Do Chief Diversity Officers Make a Difference?

By 2016 about 65% of all institutions of higher education had created an executive-level position to promote ethnic and racial diversity on campus. Baylor University professor Steven W. Bradley and three colleagues at other institutions wondered what effect such offices had on the hiring of minority professors. After assembling data on graduate degree-granting institutions with 4,000 students or more, they concluded that the presence of chief diversity officers (CDOs) made no difference at all.

“We are unable to find significant statistical evidence that the preexisting growth in diversity for underrepresented racial/ethnic minority groups is affected by the hiring of an executive level diversity officer for new tenure and non-tenure track hires, faculty hired with tenure, or for university administrator hires,” they conclude in a newly published paper, “The Impact of Chief Diversity Officers on Diverse Faculty Hiring.”

Indeed, as can be seen in the graphs above (though not emphasized by the authors), institutions with CDOs have consistently employed fewer minority faculty and staff, and the gap has gotten slightly wider since 2000.

The paper did not study the impact of CDOs on the recruitment of minority students and graduate students, nor the effect on creating a more hospitable environment for minorities. But in light of the findings, those would seem to be appropriate topics for follow-up study.

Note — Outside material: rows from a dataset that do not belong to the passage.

use serde::{Deserialize, Serialize};
use sqlx::Type;

#[derive(Debug, Clone, Copy, PartialEq, Eq, Serialize, Deserialize, Type)]
#[serde(rename_all = "lowercase")]
#[sqlx(type_name = "teststatus", rename_all = "lowercase")]
pub(crate) enum TestStatus {
    Draft,
    Published,
}

#[derive(Debug, Clone, Copy, PartialEq, Eq, Serialize, Deserialize, Type)]
#[serde(rename_all = "lowercase")]
#[sqlx(type_name = "accesstype", rename_all = "lowercase")]
pub(crate) enum AccessType {
    Public,
    Private,
}

#[derive(Debug, Clone, Copy, PartialEq, Eq, Serialize, Deserialize, Type)]
#[serde(rename_all = "snake_case")]
#[sqlx(type_name = "questiontype", rename_all = "snake_case")]
pub(crate) enum QuestionType {
    SingleChoice,
    MultiChoice,
    TrueFalse,
    ShortText,
    LongText,
}

impl QuestionType {
    /// Question types whose answers reference option ids.
    pub(crate) fn uses_options(self) -> bool {
        matches!(self, QuestionType::SingleChoice | QuestionType::MultiChoice | QuestionType::TrueFalse)
    }

    pub(crate) fn is_auto_gradable(self) -> bool {
        !matches!(self, QuestionType::LongText)
    }
}

#[derive(Debug, Clone, Copy, PartialEq, Eq, Serialize, Deserialize, Type)]
#[serde(rename_all = "snake_case")]
#[sqlx(type_name = "granttype", rename_all = "snake_case")]
pub(crate) enum GrantType {
    User,
    Group,
    InviteLink,
}

#[derive(Debug, Clone, Copy, PartialEq, Eq, Serialize, Deserialize, Type)]
#[serde(rename_all = "snake_case")]
#[sqlx(type_name = "attemptstatus", rename_all = "snake_case")]
pub(crate) enum AttemptStatus {
    InProgress,
    Submitted,
}
use axum::{
    extract::{Path, State},
    http::StatusCode,
    Json,
};
use validator::Validate;

use crate::api::errors::ApiError;
use crate::api::guards::CurrentUser;
use crate::core::state::AppState;
use crate::schemas::test::{QuestionCreate, QuestionResponse};
use crate::services::questions;

// Only owners reach these handlers, so answer keys are always included.

pub(super) async fn add_question(
    Path(test_id): Path<String>,
    CurrentUser(user_id): CurrentUser,
    State(state): State<AppState>,
    Json(payload): Json<QuestionCreate>,
) -> Result<(StatusCode, Json<QuestionResponse>), ApiError> {
    payload.validate().map_err(|e| ApiError::BadRequest(e.to_string()))?;

    let question =
        questions::add_question(state.repos(), &test_id, &user_id, payload.into()).await?;
    Ok((StatusCode::CREATED, Json(QuestionResponse::from_question(question, true))))
}

pub(super) async fn list_questions(
    Path(test_id): Path<String>,
    CurrentUser(user_id): CurrentUser,
    State(state): State<AppState>,
) -> Result<Json<Vec<QuestionResponse>>, ApiError> {
    let items = questions::list_questions(state.repos(), &test_id, &user_id).await?;
    Ok(Json(
        items.into_iter().map(|question| QuestionResponse::from_question(question, true)).collect(),
    ))
}

pub(super) async fn update_question(
    Path((test_id, question_id)): Path<(String, String)>,
    CurrentUser(user_id): CurrentUser,
    State(state): State<AppState>,
    Json(payload): Json<QuestionCreate>,
) -> Result<Json<QuestionResponse>, ApiError> {
    payload.validate().map_err(|e| ApiError::BadRequest(e.to_string()))?;

    let question =
        questions::update_question(state.repos(), &test_id, &question_id, &user_id, payload.into())
            .await?;
    Ok(Json(QuestionResponse::from_question(question, true)))
}

pub(super) async fn delete_question(
    Path((test_id, question_id)): Path<(String, String)>,
    CurrentUser(user_id): CurrentUser,
    State(state): State<AppState>,
) -> Result<StatusCode, ApiError> {
    questions::delete_question(state.repos(), &test_id, &question_id, &user_id).await?;
    Ok(StatusCode::NO_CONTENT)
}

Bradley and his fellow researchers attributed at least some of the inability to budge the numbers for minority faculty to the small pipeline of minority Ph.D.-level candidates and to the fact that a large percentage of minority Ph.D.s take jobs outside of academe. Creating a diversity bureaucracy cannot change those intractable realities.

Bacon’s bottom line: I would like to know not only whether a given university has a CDO but how big the CDO staff is and how much money the university spends on CDO offices. To what extent have diversity expenditures driven up the cost of providing a college education? What impact has the growth of diversity bureaucracies had on tuition levels? And, by extension, what impact has funding the growth of diversity bureaucracies added to the cost attendance for minorities — especially poor minorities? Is it possible that CDOs are actually counter-productive to the interest of minority students? Heresy, I know, but it’s a question worth asking.

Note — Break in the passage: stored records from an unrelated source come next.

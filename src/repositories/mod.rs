//! Persistence seam for the assessment engine.
//!
//! Every entity is reached through an object-safe trait so the services can run
//! against PostgreSQL in production and against [`memory::MemoryStore`] in tests.
//! Operations that must be atomic (racing attempt starts, submit, regrade, invite
//! redemption) are single trait methods; each implementation makes them
//! all-or-nothing. Dropping a returned future rolls back any open transaction.

pub(crate) mod memory;
pub(crate) mod postgres;

use std::sync::Arc;

use async_trait::async_trait;
use sqlx::PgPool;
use thiserror::Error;
use time::PrimitiveDateTime;

use crate::db::models::{Attempt, AttemptAnswer, Question, Test, TestAccess};

#[derive(Debug, Error)]
pub(crate) enum RepoError {
    #[error("database error: {0}")]
    Database(#[from] sqlx::Error),
    #[error("storage conflict: {0}")]
    Conflict(String),
}

pub(crate) type RepoResult<T> = Result<T, RepoError>;

/// Result of an insert guarded by a uniqueness constraint.
#[derive(Debug, Clone)]
pub(crate) enum InsertOutcome<T> {
    Inserted(T),
    AlreadyExists(T),
}

/// Recomputes `(score, is_passed)` from the full answer set of an attempt.
pub(crate) type Rescore<'a> = &'a (dyn Fn(&[AttemptAnswer]) -> (i32, bool) + Send + Sync);

/// Grades the stored answers of an attempt in place and returns `(score, is_passed)`.
pub(crate) type Grader<'a> = &'a (dyn Fn(&mut [AttemptAnswer]) -> (i32, bool) + Send + Sync);

#[async_trait]
pub(crate) trait TestRepository: Send + Sync {
    async fn find_by_id(&self, id: &str) -> RepoResult<Option<Test>>;
    async fn add(&self, test: &Test) -> RepoResult<()>;
    async fn update(&self, test: &Test) -> RepoResult<()>;
    /// Deletes the test with its questions, options, grants, attempts and answers.
    async fn delete(&self, id: &str) -> RepoResult<()>;
    async fn list_by_owner(&self, owner_user_id: &str) -> RepoResult<Vec<Test>>;
}

#[async_trait]
pub(crate) trait QuestionRepository: Send + Sync {
    async fn find_by_id(&self, id: &str) -> RepoResult<Option<Question>>;
    /// Questions of a test ordered by `order_index`, options included.
    async fn list_by_test(&self, test_id: &str) -> RepoResult<Vec<Question>>;
    async fn count_by_test(&self, test_id: &str) -> RepoResult<i64>;
    async fn add(&self, question: &Question) -> RepoResult<()>;
    /// Replaces the question row and its full option list.
    async fn update(&self, question: &Question) -> RepoResult<()>;
    async fn delete(&self, id: &str) -> RepoResult<()>;
}

#[async_trait]
pub(crate) trait AttemptRepository: Send + Sync {
    /// Attempt with its answers in insertion order.
    async fn find_by_id(&self, id: &str) -> RepoResult<Option<Attempt>>;
    async fn find_active(&self, test_id: &str, user_id: &str) -> RepoResult<Option<Attempt>>;
    async fn count_by_test_and_user(&self, test_id: &str, user_id: &str) -> RepoResult<i64>;
    /// Inserts an in-progress attempt unless one already exists for the same
    /// (user, test), in which case the existing attempt is returned.
    async fn insert_or_get_active(&self, attempt: &Attempt) -> RepoResult<InsertOutcome<Attempt>>;
    /// Upserts keyed by (attempt, question), clearing any grading fields.
    /// Returns `None` when the attempt is no longer in progress.
    async fn upsert_answer(&self, answer: &AttemptAnswer) -> RepoResult<Option<AttemptAnswer>>;
    /// Holds the in-progress attempt, grades the answers stored at that moment
    /// and moves it to submitted. Saves racing with this call either land before
    /// grading or see a submitted attempt.
    /// Returns `None` when the attempt was not in progress anymore.
    async fn finalize(
        &self,
        attempt_id: &str,
        submitted_at: PrimitiveDateTime,
        grade: Grader<'_>,
    ) -> RepoResult<Option<Attempt>>;
    /// Stores a manual grade and recomputes the attempt score while holding the
    /// attempt row. Returns `None` when the attempt is not submitted.
    async fn apply_grade(
        &self,
        answer: &AttemptAnswer,
        rescore: Rescore<'_>,
    ) -> RepoResult<Option<Attempt>>;
    /// Attempts of a user, newest first, without answers.
    async fn list_by_user(&self, user_id: &str) -> RepoResult<Vec<Attempt>>;
    /// Attempts of a test, newest first, with answers.
    async fn list_by_test(&self, test_id: &str) -> RepoResult<Vec<Attempt>>;
}

#[async_trait]
pub(crate) trait AccessRepository: Send + Sync {
    async fn find_by_id(&self, id: &str) -> RepoResult<Option<TestAccess>>;
    async fn add(&self, access: &TestAccess) -> RepoResult<()>;
    async fn update(&self, access: &TestAccess) -> RepoResult<()>;
    async fn find_by_invite_code(&self, code: &str) -> RepoResult<Option<TestAccess>>;
    async fn list_by_test(&self, test_id: &str) -> RepoResult<Vec<TestAccess>>;
    async fn list_by_test_and_user(&self, test_id: &str, user_id: &str)
        -> RepoResult<Vec<TestAccess>>;
    async fn list_by_test_and_group(
        &self,
        test_id: &str,
        group_id: &str,
    ) -> RepoResult<Vec<TestAccess>>;
    /// Increments the invite's usage if it is still usable at `now` and, when
    /// given, stores the personal grant in the same unit of work.
    /// Returns `false` when the invite was expired or exhausted at commit time.
    async fn redeem_invite(
        &self,
        invite_id: &str,
        personal_grant: Option<&TestAccess>,
        now: PrimitiveDateTime,
    ) -> RepoResult<bool>;
}

/// Group membership is owned by the identity side; this is a read-only view.
#[async_trait]
pub(crate) trait GroupDirectory: Send + Sync {
    async fn is_member(&self, group_id: &str, user_id: &str) -> RepoResult<bool>;
}

#[derive(Clone)]
pub(crate) struct Repositories {
    pub(crate) tests: Arc<dyn TestRepository>,
    pub(crate) questions: Arc<dyn QuestionRepository>,
    pub(crate) attempts: Arc<dyn AttemptRepository>,
    pub(crate) access: Arc<dyn AccessRepository>,
    pub(crate) groups: Arc<dyn GroupDirectory>,
}

impl Repositories {
    pub(crate) fn postgres(pool: PgPool) -> Self {
        Self {
            tests: Arc::new(postgres::PgTests::new(pool.clone())),
            questions: Arc::new(postgres::PgQuestions::new(pool.clone())),
            attempts: Arc::new(postgres::PgAttempts::new(pool.clone())),
            access: Arc::new(postgres::PgAccess::new(pool.clone())),
            groups: Arc::new(postgres::PgGroups::new(pool)),
        }
    }

    pub(crate) fn memory(store: memory::MemoryStore) -> Self {
        Self {
            tests: Arc::new(store.clone()),
            questions: Arc::new(store.clone()),
            attempts: Arc::new(store.clone()),
            access: Arc::new(store.clone()),
            groups: Arc::new(store),
        }
    }
}
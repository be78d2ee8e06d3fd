use base64::engine::general_purpose::URL_SAFE_NO_PAD;
use base64::Engine;
use rand::rngs::OsRng;
use rand::RngCore;

/// Signing key used when `SECRET_KEY` is unset outside strict mode.
///
/// Tokens signed with it do not survive a restart.
pub(super) fn ephemeral_secret_key() -> String {
    tracing::warn!("SECRET_KEY is not set; generated an ephemeral signing key");
    generate_secret_key()
}

fn generate_secret_key() -> String {
    let mut bytes = [0u8; 64];
    OsRng.fill_bytes(&mut bytes);
    URL_SAFE_NO_PAD.encode(bytes)
}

A fallback defense of CDOs is that at the very least CDOs they help create a more hospitable environment for minorities. But I’d like to see proof for that. One could argue that the continual harping on the theme of minorities as victims of insensitivity and discrimination has the opposite effect intended — minorities, especially African-Americans, wind up feeling more alienated, not more welcome, and they are more likely to self-segregate in self-defense. Which institution do African-American kids says is more “inclusive” — a place like Liberty University, a campus lacking a conventional CDO but where the student body is 11% black, or a place like University of Virginia, which makes a fetish of diversity and inclusion and where 9% of undergraduates are black?

I doubt many university boards are interested in the answers. Hiring chief diversity officers is more about virtue signaling than getting results.